Durante il colpo di stato del 1965 furono uccisi circa un milione di indonesiani: più della metà erano militanti e dirigenti del Partito Comunista Indonesiano, allora il più grande partito comunista di un paese non socialista. Una delle pagine più tragiche della storia del movimento operaio internazionale, una delle tante pagine dimenticate dalla sinistra.

Emanuele Giordana

USA - Indonesia - L'amico americano di Suharto


Sukarno aveva un nemico: l'America. Suharto invece aveva un ottimo amico: gli Stati Uniti. Benché fossero stati proprio gli americani ad avallare, nel '45, l'indipendenza dell'Indonesia dall'Olanda, Washington cambiò decisamente registro quando il nazional-populismo di Sukarno cominciò a nazionalizzare le imprese, a sbandierare una bizzarra dottrina che mescolava retorica nazionale a internazionalismo e a ospitare a Bandung il primo vertice dei non allineati.

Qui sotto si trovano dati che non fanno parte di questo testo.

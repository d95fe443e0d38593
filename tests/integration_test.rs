//! On-disk integration tests.
//!
//! Covers what the in-memory unit tests cannot:
//! - Persistence across service instances
//! - Configuration files driving the service
//! - CLI argument handling against a real database
//! - Machine-readable output round trips

// Integration tests use expect/unwrap for simplicity - panics are acceptable in tests
#![allow(clippy::expect_used, clippy::unwrap_used)]

use std::path::PathBuf;
use std::sync::Arc;

use promptvc::cli::output::{self, OutputFormat};
use promptvc::cli::CreateVersionArgs;
use promptvc::config::PromptVcConfig;
use promptvc::models::{Change, NewTemplate, TemplateId, Version, VersionDiff};
use promptvc::services::PromptVersionService;
use promptvc::storage::SqliteDatabase;
use promptvc::storage::sqlite::latest_version;
use tempfile::TempDir;

// ============================================================================
// Test Helpers
// ============================================================================

fn config_in(dir: &TempDir) -> PromptVcConfig {
    PromptVcConfig::new().with_db_path(dir.path().join("data").join("promptvc.db"))
}

fn seeded(config: &PromptVcConfig) -> (PromptVersionService, TemplateId) {
    let service = PromptVersionService::open(config).unwrap();
    let id = TemplateId::new("session-summary").unwrap();
    service.create_template(NewTemplate::new(id.clone())).unwrap();
    service.create_version(&id, "[[meta]]\nA\nB\nC", "alice", &[]).unwrap();
    service.create_version(&id, "[[meta]]\nA\nX\nC", "alice", &[]).unwrap();
    (service, id)
}

// ============================================================================
// Persistence
// ============================================================================

#[test]
fn test_state_survives_reopen() {
    let dir = TempDir::new().unwrap();
    let config = config_in(&dir);

    let rollback_id = {
        let (service, id) = seeded(&config);
        service.activate(&id, 2).unwrap();
        service.rollback_hard(&id, 1, Some("revert"), "bob").unwrap().id
    };

    let service = PromptVersionService::open(&config).unwrap();
    let id = TemplateId::new("session-summary").unwrap();

    let active = service.get_active_version(&id).unwrap();
    assert_eq!(active.id, rollback_id);
    assert_eq!(active.version_number, 3);
    assert_eq!(active.comment.as_deref(), Some("revert"));
    assert_eq!(service.list_versions(&id).unwrap().len(), 3);
    assert_eq!(service.get_changes(&id, 2).unwrap().len(), 1);
    assert!(service.get_changes(&id, 3).unwrap().iter().any(Change::is_rollback));

    let next = service.create_version(&id, "[[meta]]\nnew", "carol", &[]).unwrap();
    assert_eq!(next.version_number, 4);
}

#[test]
fn test_database_is_migrated_on_open() {
    let dir = TempDir::new().unwrap();
    let path = dir.path().join("fresh.db");

    let db = SqliteDatabase::open(path.clone()).unwrap();
    assert_eq!(db.schema_version().unwrap(), latest_version());
    assert_eq!(db.db_path(), path.as_path());
    drop(db);

    let reopened = SqliteDatabase::open(path).unwrap();
    assert_eq!(reopened.schema_version().unwrap(), latest_version());
}

#[test]
fn test_services_share_database() {
    let db = Arc::new(SqliteDatabase::in_memory().unwrap());
    let writer = PromptVersionService::from_database(Arc::clone(&db), Default::default());
    let reader = PromptVersionService::from_database(db, Default::default());

    let id = TemplateId::new("demo").unwrap();
    writer.create_template(NewTemplate::new(id.clone())).unwrap();
    writer.create_version(&id, "one", "alice", &[]).unwrap();

    assert_eq!(reader.get_active_version(&id).unwrap().content, "one");
}

// ============================================================================
// Configuration
// ============================================================================

#[test]
fn test_config_file_drives_service() {
    let dir = TempDir::new().unwrap();
    let db_path = dir.path().join("configured.db");
    let config_path = dir.path().join("config.toml");
    std::fs::write(
        &config_path,
        format!(
            "[storage]\npath = {:?}\n\n[versioning]\ndefault_language = \"fr\"\ndefault_author = \"ci\"\nrecord_changes_on_create = false\n",
            db_path.display().to_string()
        ),
    )
    .unwrap();

    let config = PromptVcConfig::load_from_file(&config_path).unwrap();
    let service = PromptVersionService::open(&config).unwrap();
    assert!(db_path.exists());

    let id = TemplateId::new("demo").unwrap();
    let template = service.create_template(service.new_template(id.clone())).unwrap();
    assert_eq!(template.language, "fr");

    let draft = CreateVersionArgs::new("demo")
        .with_content("[[meta]]\nBonjour")
        .into_draft(&service.settings().default_author, std::io::empty())
        .unwrap();
    let v1 = service.create_version_from(&id, draft).unwrap();
    assert_eq!(v1.created_by, "ci");
    assert_eq!(service.get_components(&v1.id).unwrap()[0].language, "fr");

    service.create_version(&id, "[[meta]]\nSalut", "ci", &[]).unwrap();
    assert!(service.get_changes(&id, 2).unwrap().is_empty());
}

// ============================================================================
// CLI helpers
// ============================================================================

#[test]
fn test_cli_create_version_from_file_with_params() {
    let dir = TempDir::new().unwrap();
    let (service, id) = seeded(&config_in(&dir));
    let content_path = dir.path().join("prompt.txt");
    std::fs::write(&content_path, "[[meta]]\nA\nY\nC\n").unwrap();

    let draft = CreateVersionArgs::new(id.as_str())
        .with_file(content_path)
        .with_param("temperature=0.3")
        .with_param("temperature=0.5")
        .with_author("dana")
        .with_comment("tweak")
        .into_draft("fallback", std::io::empty())
        .unwrap();
    let v3 = service.create_version_from(&id, draft).unwrap();

    assert_eq!(v3.version_number, 3);
    assert_eq!(v3.created_by, "dana");
    let parameters = service.get_parameters(&v3.id).unwrap();
    assert_eq!(parameters.len(), 1);
    assert_eq!(parameters[0].value, "0.5");

    let changes = service.get_changes(&id, 3).unwrap();
    let fields: Vec<&str> = changes.iter().map(|c| c.field_name.as_str()).collect();
    assert_eq!(fields, vec!["component.meta_prompt.meta_prompt", "parameter.temperature"]);
}

#[test]
fn test_json_output_round_trips() {
    let dir = TempDir::new().unwrap();
    let (service, id) = seeded(&config_in(&dir));

    let versions = service.list_versions(&id).unwrap();
    let json = output::serialize(&versions, OutputFormat::Json).unwrap().unwrap();
    let parsed: Vec<Version> = serde_json::from_str(&json).unwrap();
    assert_eq!(parsed, versions);

    let diff = service.compare(&id, 1, 2).unwrap();
    let yaml = output::serialize(&diff, OutputFormat::Yaml).unwrap().unwrap();
    let parsed: VersionDiff = serde_yaml_ng::from_str(&yaml).unwrap();
    assert_eq!(parsed, diff);

    let text = output::diff_text(&diff);
    assert!(text.contains("meta_prompt (updated)"));
    assert!(text.contains("B => X"));
}

#[test]
fn test_table_output_for_stored_data() {
    let dir = TempDir::new().unwrap();
    let (service, id) = seeded(&config_in(&dir));

    let table = output::templates_table(&service.list_templates().unwrap());
    assert!(table.contains("session-summary"));
    assert!(table.ends_with("Total: 1 templates"));

    let changes = output::changes_table(&service.history(&id, 2).unwrap());
    assert!(changes.contains("component.meta_prompt.meta_prompt"));

    let stats = output::stats_text(&service.stats().unwrap());
    assert!(stats.starts_with("Templates: 1\nVersions: 2\nChanges: 1"));
}

#[test]
fn test_default_paths_are_namespaced() {
    if let Some(path) = SqliteDatabase::default_path() {
        assert!(path.ends_with(PathBuf::from("promptvc").join("promptvc.db")));
    }
    if let Some(path) = PromptVcConfig::default_config_path() {
        assert!(path.ends_with(PathBuf::from("promptvc").join("config.toml")));
    }
}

Sul colpo di stato del 64/65, la storia non ha ancor detto l'ultima parola, ma non è un mistero che il Dewan Jenderal - il Consiglio dei generali - stesse affilando le unghie per opporsi all'influenza che il Partito comunista indonesiano, il più grande partito comunista dell'Asia dopo quello cinese, aveva su Sukarno.



Suharto fu la carta vincente. E da quel momento gli Stati Uniti in prima persona, ma anche la Gran Bretagna, la Francia e persino l'Italia, puntarono sull'allora giovane e rampante generale.



Erano gli anni in cui nasceva l'Associazione dei paesi del sud est asiatico (Asean) nata in chiave chiaramente anticomunista. Ed erano gli anni in cui la minaccia veniva da oriente: cinesi, vietnamiti, cambogiani, laotiani, birmani, malesi... L'Indonesia di Suharto costituiva il bastione più imponente, quello a cui si poteva ben perdonare - qualche anno dopo - l'annessione della piccola metà dell'isola di Timor, che il Portogallo dei garofani aveva liberato dalla schiavitù di Salazar.

Benché tocchi agli australiani la palma del riconoscimento de facto e de jure dell'annessione proclamata il 16 luglio del '76, furono proprio gli americani a garantire per primi l'impunità a Suharto.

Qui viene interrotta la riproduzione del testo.